Funny...doesn’t look a bit like an Ivy League university to me.
lawsuits
River Country is next to Fort Wilderness campground. The island in the middle of the lake was the original Discovery Island, which is now located at Animal Kingdom. The island is now called Bird Island and still has the old animal cages and buildings.
I understand removing the pool, but filling it? I would think it would be cheaper to remove the pool and fill with dirt than fill it with concrete. I would also expect that a huge mass of concrete would make the land less valuable in resale.
Could be a clue to what happened to Tom Petty.
I went to River Country in 1977. What a fun place! But I can understand how tough it must have been to keep the natural waters clean enough for people.......oh yuk, never mind.
It’s been idle for 15 years. They must have run out of Imagination..................
Disney doesn’t sell real estate....................

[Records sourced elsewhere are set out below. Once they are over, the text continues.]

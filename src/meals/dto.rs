use std::fmt;
use std::str::FromStr;

use serde::{Deserialize, Serialize};
use time::macros::format_description;
use time::{Date, OffsetDateTime};

/// Meal category as stored by the API. Unknown values (e.g. "snack") read as `Other`.
#[derive(Debug, Clone, Copy, Default, PartialEq, Eq, Serialize, Deserialize)]
#[serde(rename_all = "lowercase")]
pub enum MealType {
    #[default]
    Breakfast,
    Lunch,
    Dinner,
    #[serde(other)]
    Other,
}

impl MealType {
    pub fn as_str(self) -> &'static str {
        match self {
            MealType::Breakfast => "breakfast",
            MealType::Lunch => "lunch",
            MealType::Dinner => "dinner",
            MealType::Other => "other",
        }
    }
}

impl fmt::Display for MealType {
    fn fmt(&self, f: &mut fmt::Formatter<'_>) -> fmt::Result {
        f.write_str(self.as_str())
    }
}

impl FromStr for MealType {
    type Err = String;

    fn from_str(s: &str) -> Result<Self, Self::Err> {
        match s.trim().to_lowercase().as_str() {
            "breakfast" => Ok(MealType::Breakfast),
            "lunch" => Ok(MealType::Lunch),
            "dinner" => Ok(MealType::Dinner),
            "other" | "snack" => Ok(MealType::Other),
            other => Err(format!("unknown meal type {other:?}")),
        }
    }
}

/// A meal as returned by `GET /meals/`.
#[derive(Debug, Clone, PartialEq, Serialize, Deserialize)]
pub struct MealRecord {
    #[serde(default)]
    pub id: Option<i64>,
    #[serde(default)]
    pub user_id: Option<i64>,
    #[serde(default)]
    pub name: String,
    #[serde(default)]
    pub description: Option<String>,
    #[serde(default)]
    pub calories: Option<f64>,
    #[serde(default)]
    pub proteins: Option<f64>,
    #[serde(default)]
    pub carbohydrates: Option<f64>,
    #[serde(default)]
    pub fats: Option<f64>,
    #[serde(default)]
    pub fiber: Option<f64>,
    #[serde(default = "default_meal_type")]
    pub meal_type: MealType,
    /// Raw timestamp; the server sends naive ISO datetimes ("2024-01-01T12:30:00").
    #[serde(default)]
    pub date: Option<String>,
}

fn default_meal_type() -> MealType {
    MealType::Other
}

impl MealRecord {
    /// Calendar day of the record, `None` when the date is missing or unparseable.
    pub fn day(&self) -> Option<Date> {
        let raw = self.date.as_deref()?.trim();
        parse_day(raw.get(..10)?)
    }
}

pub fn parse_day(s: &str) -> Option<Date> {
    Date::parse(s, format_description!("[year]-[month]-[day]")).ok()
}

pub fn format_day(day: Date) -> String {
    day.format(format_description!("[year]-[month]-[day]"))
        .unwrap_or_else(|_| day.to_string())
}

/// Body of `POST /meals/`.
#[derive(Debug, Clone, PartialEq, Serialize)]
pub struct NewMeal {
    pub name: String,
    #[serde(skip_serializing_if = "Option::is_none")]
    pub description: Option<String>,
    pub calories: f64,
    pub proteins: f64,
    pub carbohydrates: f64,
    pub fats: f64,
    pub fiber: f64,
    pub meal_type: MealType,
    #[serde(with = "time::serde::rfc3339")]
    pub date: OffsetDateTime,
}

/// Body of `PUT /meals/{id}`; absent fields are left untouched by the server.
#[derive(Debug, Clone, Default, PartialEq, Serialize)]
pub struct MealUpdate {
    #[serde(skip_serializing_if = "Option::is_none")]
    pub name: Option<String>,
    #[serde(skip_serializing_if = "Option::is_none")]
    pub description: Option<String>,
    #[serde(skip_serializing_if = "Option::is_none")]
    pub calories: Option<f64>,
    #[serde(skip_serializing_if = "Option::is_none")]
    pub proteins: Option<f64>,
    #[serde(skip_serializing_if = "Option::is_none")]
    pub carbohydrates: Option<f64>,
    #[serde(skip_serializing_if = "Option::is_none")]
    pub fats: Option<f64>,
    #[serde(skip_serializing_if = "Option::is_none")]
    pub fiber: Option<f64>,
    #[serde(skip_serializing_if = "Option::is_none")]
    pub meal_type: Option<MealType>,
    #[serde(
        skip_serializing_if = "Option::is_none",
        with = "time::serde::rfc3339::option"
    )]
    pub date: Option<OffsetDateTime>,
}

impl MealUpdate {
    pub fn is_empty(&self) -> bool {
        *self == MealUpdate::default()
    }
}

/// Server-side aggregate from `GET /meals/stats/daily`.
#[derive(Debug, Clone, Default, PartialEq, Serialize, Deserialize)]
pub struct DailyStats {
    pub date: String,
    #[serde(default)]
    pub total_calories: f64,
    #[serde(default)]
    pub total_proteins: f64,
    #[serde(default)]
    pub total_carbohydrates: f64,
    #[serde(default)]
    pub total_fats: f64,
    #[serde(default)]
    pub total_fiber: f64,
    #[serde(default)]
    pub meal_count: u32,
}

#[derive(Debug, Deserialize)]
pub struct DeletedMeal {
    #[serde(default)]
    pub message: String,
}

Because it will never have water in it again. Big hole in the ground is an attractive nusance
Correction:
They don’t sell THEIR real estate...................
This is not uncommon in Fl. If the pool is empty and we get alot of rain consistently,the ground water can actually force the pool out of the ground.
Theres a small hotel in my town
that filled in thier pool with concrete and turned it into a basketball court
You reminded me of the segregationist South of my youth. When all public facilities were ordered to integrate, municipal swimming pools were filled with concrete. I remember one tiny pool next to a fire station on the main road. One day kids were having fun all over the place and then, the next day, it was a level surface with the ground around it. Very few children understood. Further proof that Republicans didn't exist down here back then.
I went there with my Mom in the late 60’s and the wife and I took the kids there around 1990.
Why would someone fill in a pool with concrete?.....So they wouldn’t get sued up the Wazoo for someone drowning or jumping into an empty pool?
I wondered, too.
Why not just use fill dirt? Seems like concrete potentially makes for a lot of extra work later, if ever the site is to be used for something else.